Il motivo è infondato, in quanto la sentenza d’appello, alla pag. 9, dal rigo sedici in poi e fino alla fine della pagina, dedica un’ampia parte della motivazione all’illustrazione delle ragioni che rendono, ad avviso della Corte territoriale, sussistenti i presupposti per l’affermazione di responsabilità ai sensi dell’art. 96, comma 3, codice di rito, da ravvisarsi, testualmente, “nell’impiego pretestuoso e strumentale del diritto all’impugnazione, volto a procrastinare la pendenza del giudizio, con indebito aggravamento delle ragioni della controparte, nonostante la lampante evidenza della sussistenza ab origine del credito azionato”. Il motivo all’esame si riduce, pertanto, a una mera contrapposizione dell’opinione del ricorrente circa la sussistenza dei presupposti di applicazione della norma asseritamente violata ed è, pertanto, inammissibile, prima ancora che infondato.
Il ricorso, nel riscontro di ipotesi di inammissibilità e di infondatezza dei motivi nei quali è articolato è, pertanto, infondato e deve essere rigettato.

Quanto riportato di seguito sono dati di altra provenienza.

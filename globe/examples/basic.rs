//! Basic example demonstrating globe library usage.
//!
//! Run with: cargo run --example basic -- /path/to/globe/tiles

use globe::{BoundingBox, Coordinate, GlobeError, GlobeService};
use std::env;

fn main() -> Result<(), GlobeError> {
    // Get data directory from command line
    let data_dir = env::args().nth(1).unwrap_or_else(|| {
        eprintln!("Usage: cargo run --example basic -- /path/to/globe/tiles");
        std::process::exit(1);
    });

    let service = GlobeService::new(&data_dir)?;

    let locations = [
        ("Gulf of Guinea", 0.0, 0.0),
        ("Harz, Germany", 11.1416, 51.7894),
        ("Mount Everest, Nepal", 86.9250, 27.9881),
        ("Denali, Alaska", -151.0074, 63.0695),
    ];

    println!("Point elevations:");
    println!("{:-<50}", "");

    for (name, lon, lat) in locations {
        let point = Coordinate::new(lon, lat)?;
        match service.point_elevation(&point) {
            Ok(elevation) => println!("{}: {}m", name, elevation),
            Err(e) => println!("{}: error - {}", name, e),
        }
    }

    let area = BoundingBox::from_corners((-106.6, 35.0), (-106.5, 35.1))?;
    println!(
        "\nMean elevation near Albuquerque ({} points): {:.2}m",
        area.point_count(),
        service.mean_elevation(&area)?
    );

    let seam = BoundingBox::from_corners((179.0, 67.5), (-179.0, 68.0))?;
    println!(
        "Mean elevation across the antimeridian: {:.2}m",
        service.mean_elevation(&seam)?
    );

    // Show cache statistics
    let stats = service.cache_stats();
    println!("\nCache statistics:");
    println!("  Open handles: {}", stats.open_handles);
    println!("  Hits: {}", stats.hit_count);
    println!("  Misses: {}", stats.miss_count);
    println!("  Hit rate: {:.1}%", stats.hit_rate() * 100.0);

    Ok(())
}
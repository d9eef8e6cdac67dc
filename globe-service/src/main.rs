//! Globe Service - HTTP microservice for GLOBE elevation queries.
//!
//! A REST API for point and bounding-box elevation queries on the GLOBE
//! 30 arc-second digital elevation model.
//!
//! ## Environment Variables
//!
//! | Variable | Description | Default |
//! |----------|-------------|---------|
//! | `GLOBE_DATA_DIR` | Data directory, or a list in `PATH` syntax | Standard locations |
//! | `GLOBE_FILE_TIMEOUT_MS` | Idle time before a tile file is closed (`<= 0` disables caching) | 1000 |
//! | `GLOBE_MAX_POINTS` | Maximum grid points per bounding box | 1000000 |
//! | `GLOBE_AUTO_CLOSE` | Close tile files after every query | false |
//! | `GLOBE_PORT` | HTTP server port | 8080 |
//! | `RUST_LOG` | Log level (e.g., "info", "debug") | "info" |
//!
//! ## Endpoints
//!
//! - `GET /elevation?lat=X&lon=Y` - Elevation at a point
//! - `GET /elevation/area?lat1=..&lon1=..&lat2=..&lon2=..` - Mean over a bounding box
//! - `POST /elevation` - Point or bounding box as free-form JSON
//! - `POST /elevation/geojson` - Add elevations to a GeoJSON document
//! - `GET /health` - Health check
//! - `GET /stats` - Handle cache statistics
//! - `GET /docs` - OpenAPI documentation (Swagger UI)

use std::net::SocketAddr;

use globe::GlobeServiceBuilder;
use globe_service::{router, AppState};
use tracing_subscriber::{layer::SubscriberExt, util::SubscriberInitExt};

#[tokio::main]
async fn main() -> Result<(), Box<dyn std::error::Error>> {
    // Initialize tracing
    tracing_subscriber::registry()
        .with(
            tracing_subscriber::EnvFilter::try_from_default_env()
                .unwrap_or_else(|_| "globe_service=info,globe=info,tower_http=info".into()),
        )
        .with(tracing_subscriber::fmt::layer())
        .init();

    // Load port from environment (service-specific config)
    let port: u16 = std::env::var("GLOBE_PORT")
        .ok()
        .and_then(|s| s.parse().ok())
        .unwrap_or(8080);

    // The library handles GLOBE_DATA_DIR, GLOBE_FILE_TIMEOUT_MS and GLOBE_MAX_POINTS
    let builder = GlobeServiceBuilder::from_env();
    let globe_service = match builder.clone().build() {
        Ok(service) => service,
        Err(e) => {
            tracing::error!(
                candidates = ?builder.data_dirs(),
                error = %e,
                "No usable GLOBE data directory"
            );
            return Err(e.into());
        }
    };

    tracing::info!(
        data_dir = %globe_service.data_dir().display(),
        file_open_timeout_ms = globe_service.file_open_timeout_ms(),
        max_points = globe_service.max_points(),
        port = port,
        "Starting globe service"
    );

    let app = router(AppState::new(globe_service));

    // Start server
    let addr = SocketAddr::from(([0, 0, 0, 0], port));
    let listener = tokio::net::TcpListener::bind(addr).await?;

    tracing::info!("Listening on http://{}", addr);

    axum::serve(listener, app).await?;

    Ok(())
}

Le spese di lite di questa fase di legittimità seguono la soccombenza e, valutata l’attività processuale espletata e il valore della controversia, sono liquidate come in dispositivo.
Ai sensi dell’art. 13, comma 1 quater, del d.P.R. n. 115 del 2002, deve darsi atto della sussistenza dei presupposti processuali per il versamento, da parte del ricorrente, dell’ulteriore importo a titolo di contributo unificato pari a quello per il ricorso, a norma del comma 1 bis dello stesso art. 13, se dovuto (Sez. U n. 04315 del 20/02/2020).
P.Q.M.
Rigetta il ricorso; condanna il ricorrente al pagamento delle spese di lite, che liquida in Euro 2.300,00, oltre Euro 200,00 per esborsi, oltre rimborso forfetario al 15%, oltre CA e IVA per legge.
Ai sensi dell’art. 13, comma 1 quater, del d.P.R. n. 115 del 2002, dà atto della sussistenza dei presupposti processuali per il versamento, da parte del ricorrente, dell’ulteriore importo a titolo di contributo unificato pari a quello per il ricorso, a norma del comma 1 bis dello stesso art. 13, se dovuto.
Così deciso in Roma, nella camera di consiglio della Corte di Cassazione, sezione III civile, in data 5 maggio 2022.